# What is needed
Go through the data below and return each line containing the word "warn".

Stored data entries
[Start of section]

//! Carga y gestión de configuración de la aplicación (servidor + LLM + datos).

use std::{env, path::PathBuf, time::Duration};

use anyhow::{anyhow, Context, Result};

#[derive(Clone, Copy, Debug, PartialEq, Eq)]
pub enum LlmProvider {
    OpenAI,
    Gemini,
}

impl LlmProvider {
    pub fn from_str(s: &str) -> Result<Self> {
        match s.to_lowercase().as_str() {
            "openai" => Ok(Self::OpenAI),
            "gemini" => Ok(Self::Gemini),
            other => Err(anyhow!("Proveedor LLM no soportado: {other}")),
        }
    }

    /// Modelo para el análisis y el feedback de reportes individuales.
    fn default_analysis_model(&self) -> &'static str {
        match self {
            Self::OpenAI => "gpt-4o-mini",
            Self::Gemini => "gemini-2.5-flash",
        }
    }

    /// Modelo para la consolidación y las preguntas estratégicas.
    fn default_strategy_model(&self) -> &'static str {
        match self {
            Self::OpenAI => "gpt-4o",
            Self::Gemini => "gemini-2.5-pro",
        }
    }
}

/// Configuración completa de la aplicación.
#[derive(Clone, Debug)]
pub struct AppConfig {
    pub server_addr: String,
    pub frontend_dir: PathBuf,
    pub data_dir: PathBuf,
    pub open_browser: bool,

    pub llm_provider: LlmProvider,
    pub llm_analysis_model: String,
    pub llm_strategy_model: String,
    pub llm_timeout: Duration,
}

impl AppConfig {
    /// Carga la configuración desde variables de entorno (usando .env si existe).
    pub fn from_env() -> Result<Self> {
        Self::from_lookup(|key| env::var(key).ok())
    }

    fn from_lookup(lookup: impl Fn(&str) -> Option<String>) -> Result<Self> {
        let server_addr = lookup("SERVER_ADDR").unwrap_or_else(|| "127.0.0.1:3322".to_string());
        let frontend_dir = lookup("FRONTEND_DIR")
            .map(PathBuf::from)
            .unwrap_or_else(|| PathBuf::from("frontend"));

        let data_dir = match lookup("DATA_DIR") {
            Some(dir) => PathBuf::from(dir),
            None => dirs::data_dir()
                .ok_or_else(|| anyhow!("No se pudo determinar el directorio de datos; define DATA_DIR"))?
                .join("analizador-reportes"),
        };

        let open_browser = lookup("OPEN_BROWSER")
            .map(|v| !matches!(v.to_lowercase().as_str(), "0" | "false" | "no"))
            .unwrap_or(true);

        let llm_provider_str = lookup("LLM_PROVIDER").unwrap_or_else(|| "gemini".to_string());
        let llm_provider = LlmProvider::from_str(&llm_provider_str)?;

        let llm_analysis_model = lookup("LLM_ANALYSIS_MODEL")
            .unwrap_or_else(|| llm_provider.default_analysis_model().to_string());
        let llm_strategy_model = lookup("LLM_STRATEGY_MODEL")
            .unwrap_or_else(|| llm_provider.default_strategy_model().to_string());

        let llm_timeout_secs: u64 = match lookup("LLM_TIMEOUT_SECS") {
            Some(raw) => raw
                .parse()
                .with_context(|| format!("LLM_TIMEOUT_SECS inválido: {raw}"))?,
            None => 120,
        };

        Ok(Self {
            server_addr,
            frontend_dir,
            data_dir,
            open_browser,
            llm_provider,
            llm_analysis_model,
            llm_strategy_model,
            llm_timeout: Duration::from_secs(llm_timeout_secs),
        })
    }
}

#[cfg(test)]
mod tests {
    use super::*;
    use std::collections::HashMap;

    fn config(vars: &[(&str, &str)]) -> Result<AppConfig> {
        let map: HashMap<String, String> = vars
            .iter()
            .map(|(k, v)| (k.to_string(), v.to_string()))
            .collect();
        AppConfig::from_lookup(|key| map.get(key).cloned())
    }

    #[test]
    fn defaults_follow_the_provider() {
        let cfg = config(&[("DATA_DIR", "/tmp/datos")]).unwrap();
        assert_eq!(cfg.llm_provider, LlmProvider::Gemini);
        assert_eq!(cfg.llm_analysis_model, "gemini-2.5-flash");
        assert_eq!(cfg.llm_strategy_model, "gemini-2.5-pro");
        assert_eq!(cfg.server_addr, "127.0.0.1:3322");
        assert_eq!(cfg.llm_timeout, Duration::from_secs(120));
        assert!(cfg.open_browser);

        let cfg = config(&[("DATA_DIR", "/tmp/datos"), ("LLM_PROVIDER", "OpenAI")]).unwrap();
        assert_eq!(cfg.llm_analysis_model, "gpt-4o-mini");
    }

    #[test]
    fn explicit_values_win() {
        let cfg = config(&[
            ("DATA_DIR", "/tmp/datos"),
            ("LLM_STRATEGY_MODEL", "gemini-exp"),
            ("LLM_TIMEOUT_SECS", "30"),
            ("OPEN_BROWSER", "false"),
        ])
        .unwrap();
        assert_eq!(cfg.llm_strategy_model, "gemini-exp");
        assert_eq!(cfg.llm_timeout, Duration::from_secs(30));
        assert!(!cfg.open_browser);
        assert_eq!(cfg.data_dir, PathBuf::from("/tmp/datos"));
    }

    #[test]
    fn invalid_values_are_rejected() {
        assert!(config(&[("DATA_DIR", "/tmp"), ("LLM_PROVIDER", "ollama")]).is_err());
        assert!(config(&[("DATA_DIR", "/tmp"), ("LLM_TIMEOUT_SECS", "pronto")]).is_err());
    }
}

[End of section]
[Start of section]

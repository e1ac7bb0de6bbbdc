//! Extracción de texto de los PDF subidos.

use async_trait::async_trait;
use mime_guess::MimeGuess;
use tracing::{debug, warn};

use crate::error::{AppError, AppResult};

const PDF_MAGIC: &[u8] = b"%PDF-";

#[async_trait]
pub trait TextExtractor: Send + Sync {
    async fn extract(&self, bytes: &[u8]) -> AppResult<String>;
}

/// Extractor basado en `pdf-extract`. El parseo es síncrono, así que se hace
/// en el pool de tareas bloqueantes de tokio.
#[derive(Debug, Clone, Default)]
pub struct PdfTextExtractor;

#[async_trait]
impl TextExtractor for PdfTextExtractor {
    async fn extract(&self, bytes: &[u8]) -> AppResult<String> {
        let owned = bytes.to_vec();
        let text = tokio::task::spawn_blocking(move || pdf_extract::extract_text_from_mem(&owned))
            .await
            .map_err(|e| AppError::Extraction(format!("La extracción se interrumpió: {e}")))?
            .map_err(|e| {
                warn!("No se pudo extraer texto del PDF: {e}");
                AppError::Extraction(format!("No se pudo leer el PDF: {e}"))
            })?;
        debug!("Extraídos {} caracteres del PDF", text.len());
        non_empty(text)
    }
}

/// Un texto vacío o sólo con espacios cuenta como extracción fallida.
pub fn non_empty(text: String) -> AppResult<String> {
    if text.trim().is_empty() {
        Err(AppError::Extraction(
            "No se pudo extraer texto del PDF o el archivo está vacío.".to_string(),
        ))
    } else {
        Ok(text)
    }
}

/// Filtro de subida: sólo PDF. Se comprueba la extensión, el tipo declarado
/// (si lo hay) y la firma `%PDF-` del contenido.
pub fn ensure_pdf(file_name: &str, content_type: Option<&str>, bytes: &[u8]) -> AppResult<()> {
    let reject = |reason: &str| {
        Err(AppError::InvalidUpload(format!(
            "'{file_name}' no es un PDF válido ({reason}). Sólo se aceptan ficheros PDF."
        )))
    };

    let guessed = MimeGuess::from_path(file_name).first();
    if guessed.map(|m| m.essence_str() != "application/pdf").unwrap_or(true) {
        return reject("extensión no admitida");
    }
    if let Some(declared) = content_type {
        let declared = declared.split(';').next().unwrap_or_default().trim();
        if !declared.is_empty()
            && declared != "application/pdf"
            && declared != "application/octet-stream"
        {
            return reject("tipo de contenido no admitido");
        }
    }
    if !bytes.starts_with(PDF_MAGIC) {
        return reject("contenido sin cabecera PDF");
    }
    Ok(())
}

[End of section]

# Solution to the exercise
use tracing::{debug, warn};
                warn!("No se pudo extraer texto del PDF: {e}");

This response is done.